**WHAT THE TASK REQUIRES:**
Pick out each line of the records that includes the string "GtkWindow", and copy it.
-*-*-
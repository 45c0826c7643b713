//! Text state exposed to input methods.
//!
//! The upstream core owns the text being edited. The bridge only queries and updates ranges of
//! it through [`TextInputEdit`], which speaks UTF-8 byte offsets. Input methods speak UTF-16
//! code units, expressed as [`TextRange`]; the conversion happens in the text-input bridge.

use std::ops::Range;

use dpi::{LogicalPosition, LogicalSize};

use crate::event::Point;

/// A half-open range of UTF-16 code units.
#[derive(Debug, Clone, Copy, PartialEq, Eq, Hash, Default)]
#[cfg_attr(feature = "serde", derive(Serialize, Deserialize))]
pub struct TextRange {
    pub start: usize,
    pub len: usize,
}

impl TextRange {
    #[inline]
    pub const fn new(start: usize, len: usize) -> Self {
        Self { start, len }
    }

    /// The exclusive end, saturating at `usize::MAX`.
    #[inline]
    pub const fn end(&self) -> usize {
        self.start.saturating_add(self.len)
    }

    #[inline]
    pub const fn is_empty(&self) -> bool {
        self.len == 0
    }

    pub fn as_range(&self) -> Range<usize> {
        self.start..self.end()
    }
}

impl From<Range<usize>> for TextRange {
    fn from(range: Range<usize>) -> Self {
        Self { start: range.start, len: range.end.saturating_sub(range.start) }
    }
}

/// A rectangle in content coordinates.
#[derive(Debug, Clone, Copy, PartialEq, Default)]
#[cfg_attr(feature = "serde", derive(Serialize, Deserialize))]
pub struct TextRect {
    /// The top-left corner.
    pub position: LogicalPosition<f64>,
    pub size: LogicalSize<f64>,
}

impl TextRect {
    pub fn new(position: LogicalPosition<f64>, size: LogicalSize<f64>) -> Self {
        Self { position, size }
    }
}

/// Read and write access to the text of a composing context.
///
/// All offsets are UTF-8 byte offsets into the text and must lie on `char` boundaries.
/// Implementations may assume the bridge never passes an offset past [`len`](Self::len).
pub trait TextInputEdit {
    /// The selection. `start` may be greater than `end` for a backward selection.
    fn selected_range(&mut self) -> Range<usize>;

    fn set_selected_range(&mut self, range: Range<usize>);

    /// The range of the text that is being composed, if any.
    fn composition_range(&mut self) -> Option<Range<usize>>;

    fn set_composition_range(&mut self, range: Option<Range<usize>>);

    fn replace(&mut self, range: Range<usize>, text: &str);

    fn slice(&mut self, range: Range<usize>) -> String;

    /// The largest `char` boundary not greater than `i`.
    fn floor_index(&mut self, i: usize) -> usize;

    /// The length of the text in bytes.
    fn len(&mut self) -> usize;

    fn is_empty(&mut self) -> bool {
        self.len() == 0
    }

    /// The bounding rectangle of the first line of `range`.
    ///
    /// Returns the rectangle and the end of the prefix of `range` it covers, which may be
    /// shorter than `range` when it spans multiple lines.
    fn slice_bounds(&mut self, range: Range<usize>) -> (TextRect, usize);

    /// The offset of the character at `point`, if there is one.
    fn index_from_point(&mut self, point: Point) -> Option<usize>;
}

#[cfg(test)]
mod tests {
    use super::*;

    #[test]
    fn range_conversions() {
        let range = TextRange::new(3, 4);
        assert_eq!(range.end(), 7);
        assert_eq!(range.as_range(), 3..7);
        assert_eq!(TextRange::from(2..1), TextRange::new(2, 0));
        assert_eq!(TextRange::new(usize::MAX, 5).end(), usize::MAX);
    }
}
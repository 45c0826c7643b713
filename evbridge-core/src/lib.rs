//! Base types for the input bridge.
//!
//! This crate contains the types, traits and basic functions of [`evbridge`] that are backend
//! independent: the values that cross the bridge ([`event`], [`cursor`], [`window`]), the
//! callback contract of the upstream event core ([`listener`], [`text_input`]) and the
//! capability handles through which that core hands out gesture sessions and timer callbacks
//! ([`handle`]).
//!
//! Backends (see `evbridge-appkit`, `evbridge-gtk` and `evbridge-win32`) and the shared
//! machinery in `evbridge-common` are built on top of these types only.
//!
//! [`evbridge`]: https://docs.rs/evbridge

#[cfg(feature = "serde")]
#[macro_use]
extern crate serde;

#[macro_use]
mod schema;

pub mod cursor;
pub mod error;
pub mod event;
pub mod handle;
pub mod listener;
pub mod text_input;
pub mod thread;
pub mod window;

pub use dpi;
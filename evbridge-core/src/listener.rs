//! The callback contract implemented by the upstream event core.
//!
//! The bridge owns exactly one [`WindowListener`] per native window and calls it synchronously
//! on the UI thread, in the order the backend produced the events. Gesture sessions are handed
//! out by the listener as [`DragListener`]s and [`ScrollListener`]s, which the bridge then wraps
//! in consume-on-call capabilities (see [`handle`](crate::handle)).
//!
//! Every method has a default implementation so that listeners only need to implement the
//! events they are interested in.

use crate::event::{MouseButton, Point, ScrollDelta, Timestamp};
use crate::text_input::TextInputEdit;
use crate::window::{NcHit, WindowId};

/// Receives the events of one window.
pub trait WindowListener {
    /// The user asked to close the window.
    ///
    /// Return `false` to veto the request. The default accepts it.
    fn should_close(&mut self, window: WindowId) -> bool {
        let _ = window;
        true
    }

    /// The window was closed. No further events are delivered to this listener.
    fn closed(&mut self, window: WindowId) {
        let _ = window;
    }

    fn resized(&mut self, window: WindowId) {
        let _ = window;
    }

    fn scale_factor_changed(&mut self, window: WindowId) {
        let _ = window;
    }

    /// The backend is ready to accept a new frame.
    fn update_ready(&mut self, window: WindowId) {
        let _ = window;
    }

    /// The window gained or lost keyboard focus.
    fn focus(&mut self, window: WindowId, focused: bool) {
        let _ = (window, focused);
    }

    fn mouse_motion(&mut self, window: WindowId, position: Point) {
        let _ = (window, position);
    }

    fn mouse_leave(&mut self, window: WindowId) {
        let _ = window;
    }

    /// A mouse button was pressed or released.
    ///
    /// This is delivered for every physical press and release, whether or not a drag session
    /// is active.
    fn mouse_button(&mut self, window: WindowId, position: Point, pressed: bool, button: MouseButton) {
        let _ = (window, position, pressed, button);
    }

    /// Decide how the window manager should treat a point of the window.
    ///
    /// ## Platform-specific
    ///
    /// - **Win32:** Only called for points of the client area.
    /// - **GTK:** Never called.
    fn nc_hit_test(&mut self, window: WindowId, position: Point) -> NcHit {
        let _ = (window, position);
        NcHit::Client
    }

    /// A notched wheel stepped once. `delta` is a unit vector.
    fn scroll_discrete(&mut self, window: WindowId, position: Point, delta: ScrollDelta) {
        let _ = (window, position, delta);
    }

    /// A precise scroll delta, in points.
    fn scroll_continuous(
        &mut self,
        window: WindowId,
        position: Point,
        delta: ScrollDelta,
        timestamp: Timestamp,
    ) {
        let _ = (window, position, delta, timestamp);
    }

    /// The continuous scroll stream that was in progress physically stopped.
    fn scroll_stop(&mut self, window: WindowId, timestamp: Timestamp) {
        let _ = (window, timestamp);
    }

    /// A button was pressed while no drag session was active.
    ///
    /// The returned listener receives the rest of the gesture.
    fn begin_drag(
        &mut self,
        window: WindowId,
        position: Point,
        button: MouseButton,
    ) -> Box<dyn DragListener> {
        let _ = (window, position, button);
        Box::new(())
    }

    /// A phased scroll gesture started.
    fn begin_scroll_gesture(&mut self, window: WindowId, position: Point) -> Box<dyn ScrollListener> {
        let _ = (window, position);
        Box::new(())
    }

    /// The text the IME currently edits, if any.
    ///
    /// Returning `None` means the window has no composing context; text input events are then
    /// dropped.
    fn text_input(&mut self, window: WindowId) -> Option<&mut dyn TextInputEdit> {
        let _ = window;
        None
    }
}

/// Receives the rest of a drag gesture.
pub trait DragListener {
    fn motion(&mut self, window: WindowId, position: Point) {
        let _ = (window, position);
    }

    /// Another button was pressed during the drag.
    fn mouse_down(&mut self, window: WindowId, position: Point, button: MouseButton) {
        let _ = (window, position, button);
    }

    fn mouse_up(&mut self, window: WindowId, position: Point, button: MouseButton) {
        let _ = (window, position, button);
    }

    /// The drag finished normally.
    fn release(self: Box<Self>, window: WindowId) {
        let _ = window;
    }

    /// The drag was aborted; any effect it had so far should be rolled back.
    fn cancel(self: Box<Self>, window: WindowId) {
        let _ = window;
    }
}

impl DragListener for () {}

/// Receives the rest of a scroll gesture.
pub trait ScrollListener {
    /// `velocity` is in points per second.
    fn motion(&mut self, window: WindowId, precise: bool, delta: ScrollDelta, velocity: ScrollDelta) {
        let _ = (window, precise, delta, velocity);
    }

    /// The fingers were lifted and the backend now generates inertial motion.
    fn start_momentum_phase(&mut self, window: WindowId) {
        let _ = window;
    }

    /// No more motion will be delivered. Always followed by `release`.
    fn end(&mut self, window: WindowId) {
        let _ = window;
    }

    fn release(self: Box<Self>, window: WindowId) {
        let _ = window;
    }

    fn cancel(self: Box<Self>, window: WindowId) {
        let _ = window;
    }
}

impl ScrollListener for () {}

impl<L: WindowListener + ?Sized> WindowListener for Box<L> {
    fn should_close(&mut self, window: WindowId) -> bool {
        (**self).should_close(window)
    }

    fn closed(&mut self, window: WindowId) {
        (**self).closed(window)
    }

    fn resized(&mut self, window: WindowId) {
        (**self).resized(window)
    }

    fn scale_factor_changed(&mut self, window: WindowId) {
        (**self).scale_factor_changed(window)
    }

    fn update_ready(&mut self, window: WindowId) {
        (**self).update_ready(window)
    }

    fn focus(&mut self, window: WindowId, focused: bool) {
        (**self).focus(window, focused)
    }

    fn mouse_motion(&mut self, window: WindowId, position: Point) {
        (**self).mouse_motion(window, position)
    }

    fn mouse_leave(&mut self, window: WindowId) {
        (**self).mouse_leave(window)
    }

    fn mouse_button(&mut self, window: WindowId, position: Point, pressed: bool, button: MouseButton) {
        (**self).mouse_button(window, position, pressed, button)
    }

    fn nc_hit_test(&mut self, window: WindowId, position: Point) -> NcHit {
        (**self).nc_hit_test(window, position)
    }

    fn scroll_discrete(&mut self, window: WindowId, position: Point, delta: ScrollDelta) {
        (**self).scroll_discrete(window, position, delta)
    }

    fn scroll_continuous(
        &mut self,
        window: WindowId,
        position: Point,
        delta: ScrollDelta,
        timestamp: Timestamp,
    ) {
        (**self).scroll_continuous(window, position, delta, timestamp)
    }

    fn scroll_stop(&mut self, window: WindowId, timestamp: Timestamp) {
        (**self).scroll_stop(window, timestamp)
    }

    fn begin_drag(
        &mut self,
        window: WindowId,
        position: Point,
        button: MouseButton,
    ) -> Box<dyn DragListener> {
        (**self).begin_drag(window, position, button)
    }

    fn begin_scroll_gesture(&mut self, window: WindowId, position: Point) -> Box<dyn ScrollListener> {
        (**self).begin_scroll_gesture(window, position)
    }

    fn text_input(&mut self, window: WindowId) -> Option<&mut dyn TextInputEdit> {
        (**self).text_input(window)
    }
}
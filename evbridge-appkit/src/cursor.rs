use evbridge_core::cursor::CursorShape;

/// How to obtain the `NSCursor` for a [`CursorShape`].
#[derive(Debug, Clone, Copy, PartialEq, Eq, Hash)]
pub enum Cursor {
    /// A public `NSCursor` class method.
    Native(&'static str),
    /// An undocumented `NSCursor` class method.
    Undocumented(&'static str),
    /// A cursor image shipped with WebKit's `HIServices` resources.
    WebKit(&'static str),
}

impl Default for Cursor {
    fn default() -> Self {
        Cursor::Native("arrowCursor")
    }
}

impl Cursor {
    pub fn name(self) -> &'static str {
        match self {
            Cursor::Native(name) | Cursor::Undocumented(name) | Cursor::WebKit(name) => name,
        }
    }
}

impl From<CursorShape> for Cursor {
    fn from(shape: CursorShape) -> Self {
        match shape {
            CursorShape::Arrow | CursorShape::Default => Cursor::Native("arrowCursor"),
            CursorShape::Hand => Cursor::Native("pointingHandCursor"),
            CursorShape::Grab => Cursor::Native("openHandCursor"),
            CursorShape::Grabbing => Cursor::Native("closedHandCursor"),
            CursorShape::Text => Cursor::Native("IBeamCursor"),
            CursorShape::VerticalText => Cursor::Native("IBeamCursorForVerticalLayout"),
            CursorShape::Copy => Cursor::Native("dragCopyCursor"),
            CursorShape::Alias => Cursor::Native("dragLinkCursor"),
            CursorShape::NotAllowed | CursorShape::NoDrop => {
                Cursor::Native("operationNotAllowedCursor")
            },
            CursorShape::ContextMenu => Cursor::Native("contextualMenuCursor"),
            CursorShape::Crosshair => Cursor::Native("crosshairCursor"),
            CursorShape::EResize => Cursor::Native("resizeRightCursor"),
            CursorShape::NResize => Cursor::Native("resizeUpCursor"),
            CursorShape::WResize => Cursor::Native("resizeLeftCursor"),
            CursorShape::SResize => Cursor::Native("resizeDownCursor"),
            CursorShape::EwResize | CursorShape::ColResize => Cursor::Native("resizeLeftRightCursor"),
            CursorShape::NsResize | CursorShape::RowResize => Cursor::Native("resizeUpDownCursor"),

            CursorShape::Help => Cursor::Undocumented("_helpCursor"),
            CursorShape::ZoomIn => Cursor::Undocumented("_zoomInCursor"),
            CursorShape::ZoomOut => Cursor::Undocumented("_zoomOutCursor"),
            CursorShape::NeResize => Cursor::Undocumented("_windowResizeNorthEastCursor"),
            CursorShape::NwResize => Cursor::Undocumented("_windowResizeNorthWestCursor"),
            CursorShape::SeResize => Cursor::Undocumented("_windowResizeSouthEastCursor"),
            CursorShape::SwResize => Cursor::Undocumented("_windowResizeSouthWestCursor"),
            CursorShape::NeswResize => {
                Cursor::Undocumented("_windowResizeNorthEastSouthWestCursor")
            },
            CursorShape::NwseResize => {
                Cursor::Undocumented("_windowResizeNorthWestSouthEastCursor")
            },
            // Same as Safari and Chrome, even though the semantics differ for `Wait`.
            CursorShape::Wait | CursorShape::Progress => {
                Cursor::Undocumented("busyButClickableCursor")
            },

            CursorShape::Move | CursorShape::AllScroll => Cursor::WebKit("move"),
            CursorShape::Cell => Cursor::WebKit("cell"),
        }
    }
}

#[cfg(test)]
mod tests {
    use super::*;

    #[test]
    fn every_shape_has_a_cursor() {
        for &shape in CursorShape::ALL {
            assert!(!Cursor::from(shape).name().is_empty());
        }
        assert_eq!(Cursor::from(CursorShape::default()), Cursor::default());
        assert_eq!(Cursor::from(CursorShape::Text).name(), "IBeamCursor");
    }
}
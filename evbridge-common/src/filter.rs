//! Double-activation filter.
//!
//! Some backends report the second press of a double click twice: once as an ordinary press and
//! once more as a dedicated "double click" event. The dedicated event is tagged
//! [`Activation::Synthetic`] by the adapter and dropped here, without a press or a release
//! being forwarded for it. Timing is never looked at; the backend already did that.

use evbridge_core::event::{Activation, PointerEvent};

/// Returns the event if it should be forwarded.
#[inline]
pub fn filter(event: PointerEvent) -> Option<PointerEvent> {
    match event.activation {
        Activation::Primary => Some(event),
        Activation::Synthetic => {
            tracing::trace!(button = ?event.button, "dropping synthetic activation");
            None
        },
    }
}
//! `GtkIMContext` signal handlers.

use evbridge_core::text_input::TextRange;

use crate::window::GtkWindow;

/// `GdkRectangle`, in logical pixels of the drawing area.
#[derive(Debug, Clone, Copy, PartialEq, Eq, Hash, Default)]
pub struct GdkRectangle {
    pub x: i32,
    pub y: i32,
    pub width: i32,
    pub height: i32,
}

/// The UTF-16 offset of the character at `chars` in `text`, clamped to its end.
fn chars_to_utf16(text: &str, chars: usize) -> usize {
    text.chars().take(chars).map(char::len_utf16).sum()
}

impl GtkWindow {
    /// The `commit` signal.
    pub fn im_commit(&mut self, text: &str) {
        tracing::trace!(text, "commit");
        let Some(mut bridge) = self.context.text_input() else {
            tracing::warn!("received `commit` without a text input context");
            return;
        };
        bridge.insert_text(text, None);
    }

    /// The `preedit-changed` signal, with the values of `gtk_im_context_get_preedit_string`.
    ///
    /// `cursor_pos` counts characters. A negative value places the cursor at the start.
    pub fn im_preedit_changed(&mut self, text: &str, cursor_pos: i32) {
        tracing::trace!(text, cursor_pos, "preedit-changed");
        let Some(mut bridge) = self.context.text_input() else {
            tracing::warn!("received `preedit-changed` without a text input context");
            return;
        };
        let cursor = chars_to_utf16(text, usize::try_from(cursor_pos).unwrap_or(0));
        bridge.set_composing_text(text, TextRange::new(cursor, 0), None);
    }

    /// The `preedit-end` signal.
    pub fn im_preedit_end(&mut self) {
        tracing::trace!("preedit-end");
        if let Some(mut bridge) = self.context.text_input() {
            bridge.clear_composing_text();
        }
    }

    /// The rectangle to pass to `gtk_im_context_set_cursor_location`, covering the selection.
    ///
    /// Returns `None` when the window has no composing context.
    pub fn im_cursor_location(&mut self) -> Option<GdkRectangle> {
        let mut bridge = self.context.text_input()?;
        let selection = bridge.selected_range();
        let (rect, _) = bridge.bounding_rect_for_range(selection);
        Some(GdkRectangle {
            x: rect.position.x.round() as i32,
            y: rect.position.y.round() as i32,
            width: rect.size.width.round() as i32,
            height: rect.size.height.round() as i32,
        })
    }

    /// Whether the host should focus its `GtkIMContext`.
    pub fn has_text_input_context(&mut self) -> bool {
        self.context.has_composing_context()
    }
}
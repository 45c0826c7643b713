//! Plain-data model of the `NSEvent` fields the adapter reads.

use std::time::Duration;

use bitflags::bitflags;

/// `NSPoint`. In window coordinates the origin is at the bottom-left corner.
#[derive(Debug, Clone, Copy, PartialEq, Default)]
pub struct NSPoint {
    pub x: f64,
    pub y: f64,
}

impl NSPoint {
    pub const fn new(x: f64, y: f64) -> Self {
        Self { x, y }
    }
}

/// `NSSize`.
#[derive(Debug, Clone, Copy, PartialEq, Default)]
pub struct NSSize {
    pub width: f64,
    pub height: f64,
}

impl NSSize {
    pub const fn new(width: f64, height: f64) -> Self {
        Self { width, height }
    }
}

/// `NSRect`.
#[derive(Debug, Clone, Copy, PartialEq, Default)]
pub struct NSRect {
    pub origin: NSPoint,
    pub size: NSSize,
}

impl NSRect {
    pub const fn new(origin: NSPoint, size: NSSize) -> Self {
        Self { origin, size }
    }
}

/// `NSEventType`, restricted to the pointer events the adapter handles.
#[derive(Debug, Clone, Copy, PartialEq, Eq, Hash)]
pub enum NSEventType {
    LeftMouseDown,
    LeftMouseUp,
    RightMouseDown,
    RightMouseUp,
    OtherMouseDown,
    OtherMouseUp,
    MouseMoved,
    LeftMouseDragged,
    RightMouseDragged,
    OtherMouseDragged,
    MouseExited,
    ScrollWheel,
}

bitflags! {
    /// `NSEventPhase`.
    #[derive(Debug, Clone, Copy, PartialEq, Eq, Hash, Default)]
    pub struct NSEventPhase: u32 {
        const BEGAN = 1 << 0;
        const STATIONARY = 1 << 1;
        const CHANGED = 1 << 2;
        const ENDED = 1 << 3;
        const CANCELLED = 1 << 4;
        const MAY_BEGIN = 1 << 5;
    }
}

/// The fields of one `NSEvent`.
#[derive(Debug, Clone, Copy, PartialEq)]
pub struct NsEvent {
    pub event_type: NSEventType,
    pub location_in_window: NSPoint,
    /// `buttonNumber`: 0 for the left button, 1 for the right button, 2 and up for others.
    pub button_number: isize,
    pub scrolling_delta_x: f64,
    pub scrolling_delta_y: f64,
    pub has_precise_scrolling_deltas: bool,
    pub phase: NSEventPhase,
    pub momentum_phase: NSEventPhase,
    /// Seconds since system startup.
    pub timestamp: f64,
}

impl NsEvent {
    pub fn new(event_type: NSEventType, location_in_window: NSPoint) -> Self {
        let button_number = match event_type {
            NSEventType::RightMouseDown | NSEventType::RightMouseUp => 1,
            NSEventType::OtherMouseDown | NSEventType::OtherMouseUp => 2,
            _ => 0,
        };
        Self {
            event_type,
            location_in_window,
            button_number,
            scrolling_delta_x: 0.0,
            scrolling_delta_y: 0.0,
            has_precise_scrolling_deltas: false,
            phase: NSEventPhase::empty(),
            momentum_phase: NSEventPhase::empty(),
            timestamp: 0.0,
        }
    }

    pub fn scroll_wheel(location_in_window: NSPoint, delta_x: f64, delta_y: f64) -> Self {
        Self {
            scrolling_delta_x: delta_x,
            scrolling_delta_y: delta_y,
            ..Self::new(NSEventType::ScrollWheel, location_in_window)
        }
    }

    pub fn with_button_number(mut self, button_number: isize) -> Self {
        self.button_number = button_number;
        self
    }

    pub fn with_precise_deltas(mut self, precise: bool) -> Self {
        self.has_precise_scrolling_deltas = precise;
        self
    }

    pub fn with_phase(mut self, phase: NSEventPhase) -> Self {
        self.phase = phase;
        self
    }

    pub fn with_momentum_phase(mut self, momentum_phase: NSEventPhase) -> Self {
        self.momentum_phase = momentum_phase;
        self
    }

    pub fn with_timestamp(mut self, timestamp: f64) -> Self {
        self.timestamp = timestamp;
        self
    }

    pub(crate) fn timestamp(&self) -> Duration {
        Duration::try_from_secs_f64(self.timestamp).unwrap_or_default()
    }
}
//! evbridge implementation helpers.
//!
//! The machinery every backend adapter shares. An adapter converts one native event into the
//! normalized records of `evbridge-core` and hands it to its [`WindowContext`], which routes it
//! through the double-activation filter, the scroll phase tracker or the gesture arbiter before
//! it reaches the [`Dispatcher`].

pub mod context;
pub mod dispatcher;
pub mod filter;
pub mod gesture;
pub mod scroll;
pub mod text_input;
pub mod timer_queue;

pub use context::{EventSource, WindowContext};
pub use dispatcher::Dispatcher;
-*-*-
**WRITTEN ANSWER:**
use crate::window::GtkWindow;
impl GtkWindow {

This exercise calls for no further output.